Is $\{(e^{-x}\cos(\theta), e^{-x}\sin(\theta)): x \geqslant 0, 0 \leqslant \theta \leqslant2\pi\}$ Compact?

Question

Is $\{(e^{-x}\cos(\theta), e^{-x}\sin(\theta)), x \in \mathbb{R}^{2}: x \geqslant 0, 0 \leqslant \theta \leqslant 2\pi\}$ compact?

Attempt:

I've been trying to devlop some sort of visual intuition of what this might look like but I'm not getting anywhere. So to illustrate that the set is compact, I can apply the Heine-Borel theorem. To me it appears as if it is bounded, but I am basing that off of how the individual components of $(e^{-x}\cos(\theta), e^{-x}\sin(\theta))$ behave when $x \geqslant 0$. As far as closed, I have no intuition of how to see if there exists a sequence for every limit point to show that the limit points are also in the set. As a matter of fact, I don't even know what the limit points are of the set.

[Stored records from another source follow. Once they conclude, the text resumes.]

//! Per-key update coalescing.
//!
//! High-frequency block edits (typing, dragging, resizing) are merged over a
//! fixed window so the authority sees one `update-block` per key per window
//! instead of one per keystroke or pointer event.
//!
//! ```text
//!   offer(k, v1) ──► window opens (deadline = now + window)
//!   offer(k, v2) ──► pending value replaced, deadline unchanged
//!   offer(k, v3) ──► pending value replaced
//!   deadline     ──► take_due() yields (k, v3) exactly once
//! ```
//!
//! Time is passed in explicitly so callers decide the clock; the session
//! uses `tokio::time::Instant`, which honours a paused test runtime.

use std::collections::HashMap;
use std::hash::Hash;
use std::time::Duration;

use tokio::time::Instant;

/// Which part of a block an update touches.
#[derive(Debug, Clone, Copy, PartialEq, Eq, Hash)]
pub enum UpdateKind {
    Content,
    Position,
    Size,
}

/// Coalescing key: one window per block and kind.
#[derive(Debug, Clone, PartialEq, Eq, Hash)]
pub struct CoalesceKey {
    pub block_id: String,
    pub kind: UpdateKind,
}

impl CoalesceKey {
    pub fn new(block_id: impl Into<String>, kind: UpdateKind) -> Self {
        Self {
            block_id: block_id.into(),
            kind,
        }
    }

    /// Key under which the offline queue keeps only the latest value.
    ///
    /// Shared by every kind: a flushed update carries the whole block.
    pub fn queue_key(&self) -> String {
        format!("update-block:{}", self.block_id)
    }
}

#[derive(Debug)]
struct Pending<V> {
    value: V,
    deadline: Instant,
    /// Order in which the window opened.
    seq: u64,
}

/// Latest-value-wins buffer with one window per key.
#[derive(Debug)]
pub struct Coalescer<K, V> {
    window: Duration,
    pending: HashMap<K, Pending<V>>,
    next_seq: u64,
}

impl<K: Eq + Hash + Clone, V> Coalescer<K, V> {
    pub fn new(window: Duration) -> Self {
        Self {
            window,
            pending: HashMap::new(),
            next_seq: 0,
        }
    }

    pub fn window(&self) -> Duration {
        self.window
    }

    /// Record `value` for `key`.
    ///
    /// Returns `true` when this opened a new window.
    pub fn offer(&mut self, key: K, value: V, now: Instant) -> bool {
        if let Some(pending) = self.pending.get_mut(&key) {
            pending.value = value;
            return false;
        }
        self.next_seq += 1;
        self.pending.insert(
            key,
            Pending {
                value,
                deadline: now + self.window,
                seq: self.next_seq,
            },
        );
        true
    }

    /// Earliest deadline among pending keys.
    pub fn next_deadline(&self) -> Option<Instant> {
        self.pending.values().map(|p| p.deadline).min()
    }

    /// Remove and return every entry whose window has closed, oldest first.
    pub fn take_due(&mut self, now: Instant) -> Vec<(K, V)> {
        let due: Vec<K> = self
            .pending
            .iter()
            .filter(|(_, p)| p.deadline <= now)
            .map(|(k, _)| k.clone())
            .collect();
        self.remove_ordered(due)
    }

    /// Remove and return everything pending, oldest first.
    pub fn drain(&mut self) -> Vec<(K, V)> {
        let keys: Vec<K> = self.pending.keys().cloned().collect();
        self.remove_ordered(keys)
    }

    fn remove_ordered(&mut self, keys: Vec<K>) -> Vec<(K, V)> {
        let mut taken: Vec<(u64, K, V)> = keys
            .into_iter()
            .filter_map(|k| self.pending.remove(&k).map(|p| (p.seq, k, p.value)))
            .collect();
        taken.sort_by_key(|(seq, _, _)| *seq);
        taken.into_iter().map(|(_, k, v)| (k, v)).collect()
    }

    /// Drop pending entries whose key matches. Returns how many were dropped.
    pub fn cancel_where(&mut self, mut matches: impl FnMut(&K) -> bool) -> usize {
        let before = self.pending.len();
        self.pending.retain(|k, _| !matches(k));
        before - self.pending.len()
    }

    pub fn len(&self) -> usize {
        self.pending.len()
    }

    pub fn is_empty(&self) -> bool {
        self.pending.is_empty()
    }
}

#[cfg(test)]
mod tests {
    use super::*;

    const WINDOW: Duration = Duration::from_millis(100);

    fn key(block: &str, kind: UpdateKind) -> CoalesceKey {
        CoalesceKey::new(block, kind)
    }

    #[test]
    fn test_updates_inside_window_collapse_to_latest() {
        let t0 = Instant::now();
        let mut c = Coalescer::new(WINDOW);
        let k = key("b1", UpdateKind::Position);

        assert!(c.offer(k.clone(), 1, t0));
        assert!(!c.offer(k.clone(), 2, t0 + Duration::from_millis(30)));
        assert!(!c.offer(k.clone(), 3, t0 + Duration::from_millis(60)));

        assert!(c.take_due(t0 + Duration::from_millis(99)).is_empty());
        assert_eq!(c.take_due(t0 + WINDOW), vec![(k, 3)]);
        assert!(c.is_empty());
    }

    #[test]
    fn test_each_key_has_its_own_window() {
        let t0 = Instant::now();
        let mut c = Coalescer::new(WINDOW);
        let pos = key("b1", UpdateKind::Position);
        let content = key("b1", UpdateKind::Content);

        c.offer(pos.clone(), "p", t0);
        c.offer(content.clone(), "c", t0 + Duration::from_millis(50));

        assert_eq!(c.next_deadline(), Some(t0 + WINDOW));
        assert_eq!(c.take_due(t0 + WINDOW), vec![(pos, "p")]);
        assert_eq!(c.next_deadline(), Some(t0 + Duration::from_millis(150)));
        assert_eq!(c.take_due(t0 + Duration::from_millis(150)), vec![(content, "c")]);
    }

    #[test]
    fn test_new_window_after_flush() {
        let t0 = Instant::now();
        let mut c = Coalescer::new(WINDOW);
        let k = key("b1", UpdateKind::Size);

        c.offer(k.clone(), 1, t0);
        c.take_due(t0 + WINDOW);
        assert!(c.offer(k.clone(), 2, t0 + Duration::from_millis(120)));
        assert_eq!(c.next_deadline(), Some(t0 + Duration::from_millis(220)));
    }

    #[test]
    fn test_drain_returns_everything_in_open_order() {
        let t0 = Instant::now();
        let mut c = Coalescer::new(WINDOW);
        c.offer(key("b2", UpdateKind::Content), 2, t0 + Duration::from_millis(5));
        c.offer(key("b1", UpdateKind::Content), 1, t0);
        c.offer(key("b3", UpdateKind::Content), 3, t0 + Duration::from_millis(10));

        let values: Vec<_> = c.drain().into_iter().map(|(_, v)| v).collect();
        assert_eq!(values, vec![2, 1, 3]);
        assert!(c.next_deadline().is_none());
    }

    #[test]
    fn test_cancel_by_block() {
        let t0 = Instant::now();
        let mut c = Coalescer::new(WINDOW);
        c.offer(key("b1", UpdateKind::Content), 1, t0);
        c.offer(key("b1", UpdateKind::Position), 1, t0);
        c.offer(key("b2", UpdateKind::Position), 1, t0);

        assert_eq!(c.cancel_where(|k| k.block_id == "b1"), 2);
        assert_eq!(c.len(), 1);
        assert_eq!(c.drain(), vec![(key("b2", UpdateKind::Position), 1)]);
    }

    #[test]
    fn test_queue_key_is_per_block() {
        assert_eq!(
            key("b1", UpdateKind::Content).queue_key(),
            key("b1", UpdateKind::Position).queue_key()
        );
        assert_ne!(
            key("b1", UpdateKind::Content).queue_key(),
            key("b2", UpdateKind::Content).queue_key()
        );
    }
}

Some help would be appreciated, more so along the lines of how to approach a situation like this.

Answer 1

No, it is not compact: the sequence$$\left(e^{-n}\cos(0),e^{-n}\sin(0)\right)_{n\in\mathbb N}\left(=\left(e^{-n},0\right)_{n\in\mathbb N}\right)$$is a sequence of elements of your set which converges to $(0,0)$, which is outside your set.

Answer 2

Note that your set is exactly the disc with the origin removed, i.e. setting $r=e^{-x}$, we see that $0<r\leq 1$ and your set is $$ \{(r\cos\theta, r\sin\theta: 0\leq \theta\leq 2\pi, \;0<r\leq 1 \} $$ the punctured unit disc in polar coordinates, which is bounded, but not closed.